= Guy Rosolato =

Guy Rosolato (29 January 1924 – 6 March 2012) was a French psychoanalyst, who was to become president of the Association Psychoanalytique de France (APF).

==Life, career and contributions==
Born in Constantinople, Rosolato served with the Free French in the war, before going into analysis with Jacques Lacan in 1953. He became a training analyst with the newly formed Société Française de Psychanalyse, and followed Lacan into the École Freudienne de Paris in 1964. However, during the controversy over the passe later in the decade, he would leave to join other influential ex-Lacanians in the APF.
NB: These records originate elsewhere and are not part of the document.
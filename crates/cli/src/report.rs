//! Sectioned text report.
//!
//! Every section is always printed, in a fixed order, followed by the
//! optional remediation and dependency blocks and a final summary line.
//! Rendering is a pure function of the outcome, so two runs over an
//! unchanged tree produce identical output.

use std::fmt::Write;

use {
    regcheck_common::{Finding, Section, Severity},
    serde_json::Value,
};

use crate::verify::Outcome;

pub struct Options {
    pub fix: bool,
    pub deps: bool,
    pub strict: bool,
}

/// Escape sequences used for emphasis; empty when stdout is not a terminal.
pub struct Palette {
    red: &'static str,
    yellow: &'static str,
    green: &'static str,
    dim: &'static str,
    bold: &'static str,
    reset: &'static str,
}

impl Palette {
    pub const ANSI: Self = Self {
        red: "\x1b[31m",
        yellow: "\x1b[33m",
        green: "\x1b[32m",
        dim: "\x1b[2m",
        bold: "\x1b[1m",
        reset: "\x1b[0m",
    };
    pub const PLAIN: Self = Self {
        red: "",
        yellow: "",
        green: "",
        dim: "",
        bold: "",
        reset: "",
    };

    fn severity(&self, severity: Severity) -> &'static str {
        match severity {
            Severity::Error => self.red,
            Severity::Warning => self.yellow,
        }
    }
}

pub fn render(outcome: &Outcome, options: &Options, p: &Palette) -> String {
    let mut out = String::new();
    // Writing into a String cannot fail.
    let _ = write_report(&mut out, outcome, options, p);
    out
}

fn write_report(
    out: &mut String,
    outcome: &Outcome,
    options: &Options,
    p: &Palette,
) -> std::fmt::Result {
    let (bold, reset) = (p.bold, p.reset);
    writeln!(out, "{bold}regcheck{reset}")?;
    writeln!(out, "{bold}========{reset}")?;
    writeln!(out)?;

    for section in Section::ALL {
        writeln!(out, "{bold}{}{reset}", section.title())?;
        let mut empty = true;
        for finding in outcome.findings.in_section(*section) {
            write_finding(out, finding, p)?;
            empty = false;
        }
        if empty {
            writeln!(out, "  [{}ok{reset}]  no problems found", p.green)?;
        }
        writeln!(out)?;
    }

    if options.fix {
        write_remediation(out, outcome, p)?;
    }
    if options.deps {
        write_dependencies(out, outcome, p)?;
    }

    let errors = outcome.findings.errors().len();
    let warnings = outcome.findings.warnings().len();
    write!(out, "{bold}Summary:{reset} {errors} error(s), {warnings} warning(s)")?;
    if options.strict && warnings > 0 && errors == 0 {
        write!(out, " {}(strict: warnings fail the run){reset}", p.dim)?;
    }
    writeln!(out)
}

fn write_finding(out: &mut String, finding: &Finding, p: &Palette) -> std::fmt::Result {
    writeln!(
        out,
        "  [{}{}{}]  {finding}",
        p.severity(finding.severity),
        finding.severity,
        p.reset
    )
}

fn write_remediation(out: &mut String, outcome: &Outcome, p: &Palette) -> std::fmt::Result {
    writeln!(out, "{}Remediation{}", p.bold, p.reset)?;
    if outcome.remediations.is_empty() {
        writeln!(out, "  nothing to register")?;
    }
    for (location, entry) in &outcome.remediations {
        writeln!(
            out,
            "  {location}: add this entry to the `plugins` array of {}",
            outcome.registry_display
        )?;
        for line in pretty(entry).lines() {
            writeln!(out, "    {line}")?;
        }
    }
    writeln!(out)
}

fn pretty(value: &Value) -> String {
    serde_json::to_string_pretty(value).unwrap_or_else(|_| value.to_string())
}

fn write_dependencies(out: &mut String, outcome: &Outcome, p: &Palette) -> std::fmt::Result {
    writeln!(out, "{}Dependency graph{}", p.bold, p.reset)?;
    if outcome.graph.is_empty() {
        writeln!(out, "  no cross-plugin references")?;
    }
    for node in outcome.graph.nodes() {
        let targets: Vec<_> = outcome.graph.targets(node).collect();
        if !targets.is_empty() {
            writeln!(out, "  {node} -> {}", targets.join(", "))?;
        }
    }
    writeln!(out)?;

    writeln!(out, "{}Install order{}", p.bold, p.reset)?;
    if outcome.install_plans.is_empty() {
        writeln!(out, "  no plugin declares `requires`")?;
    }
    for plan in &outcome.install_plans {
        write!(out, "  {}: {}", plan.plugin, plan.order.join(" -> "))?;
        if plan.cyclic {
            write!(out, " {}(cyclic requirements: install together){}", p.dim, p.reset)?;
        }
        writeln!(out)?;
    }
    writeln!(out)
}

#[allow(clippy::unwrap_used, clippy::expect_used)]
#[cfg(test)]
mod tests {
    use {
        super::*,
        regcheck_common::{Findings, Location},
        regcheck_graph::{DependencyGraph, InstallPlan},
        serde_json::json,
    };

    fn outcome() -> Outcome {
        let findings: Findings = [
            Finding::warning(Section::Orphaned, "registry entry `x` has no plugin directory")
                .at(Location::line(".claude-plugin/marketplace.json", 9)),
            Finding::error(
                Section::Registration,
                "plugin directory `c` is not registered in .claude-plugin/marketplace.json",
            )
            .at(Location::file("plugins/c")),
        ]
        .into_iter()
        .collect();

        let mut graph = DependencyGraph::new();
        graph.add_edge("a", "b");
        graph.add_edge("a", "c");

        Outcome {
            registry_display: ".claude-plugin/marketplace.json".into(),
            findings,
            remediations: vec![(Location::file("plugins/c"), json!({ "name": "c" }))],
            graph,
            install_plans: vec![InstallPlan {
                plugin: "a".into(),
                order: vec!["b".into(), "a".into()],
                cyclic: true,
            }],
        }
    }

    fn options(fix: bool, deps: bool) -> Options {
        Options {
            fix,
            deps,
            strict: false,
        }
    }

    #[test]
    fn plain_report_lists_every_section_in_order() {
        let text = render(&outcome(), &options(false, false), &Palette::PLAIN);
        let titles: Vec<_> = Section::ALL
            .iter()
            .map(|s| text.find(&format!("\n{}\n", s.title())).unwrap())
            .collect();
        assert!(titles.windows(2).all(|w| w[0] < w[1]));

        assert!(text.contains(
            "  [error]  plugins/c: plugin directory `c` is not registered in .claude-plugin/marketplace.json\n"
        ));
        assert!(text.contains(
            "  [warning]  .claude-plugin/marketplace.json:9: registry entry `x` has no plugin directory\n"
        ));
        assert!(text.ends_with("Summary: 1 error(s), 1 warning(s)\n"));
        assert!(!text.contains('\x1b'));
        assert!(!text.contains("Remediation"));
    }

    #[test]
    fn fix_and_deps_blocks() {
        let text = render(&outcome(), &options(true, true), &Palette::PLAIN);
        assert!(text.contains(
            "Remediation\n  plugins/c: add this entry to the `plugins` array of .claude-plugin/marketplace.json\n    {\n      \"name\": \"c\"\n    }\n"
        ));
        assert!(text.contains("Dependency graph\n  a -> b, c\n"));
        assert!(text.contains("  a: b -> a (cyclic requirements: install together)\n"));
    }

    #[test]
    fn rendering_is_stable() {
        let first = render(&outcome(), &options(true, true), &Palette::PLAIN);
        let second = render(&outcome(), &options(true, true), &Palette::PLAIN);
        assert_eq!(first, second);
    }
}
A lover of opera, Rosolato's most distinctive theoretical work concerned the role of the voice in the formation of the body-ego – its role as “acoustic mirror” partway between body and language. He saw the maternal voice as providing, from the womb onwards, what he called a “sonorous envelope” for the developing child - something functioning between, and confounding separation and union, entry and departure.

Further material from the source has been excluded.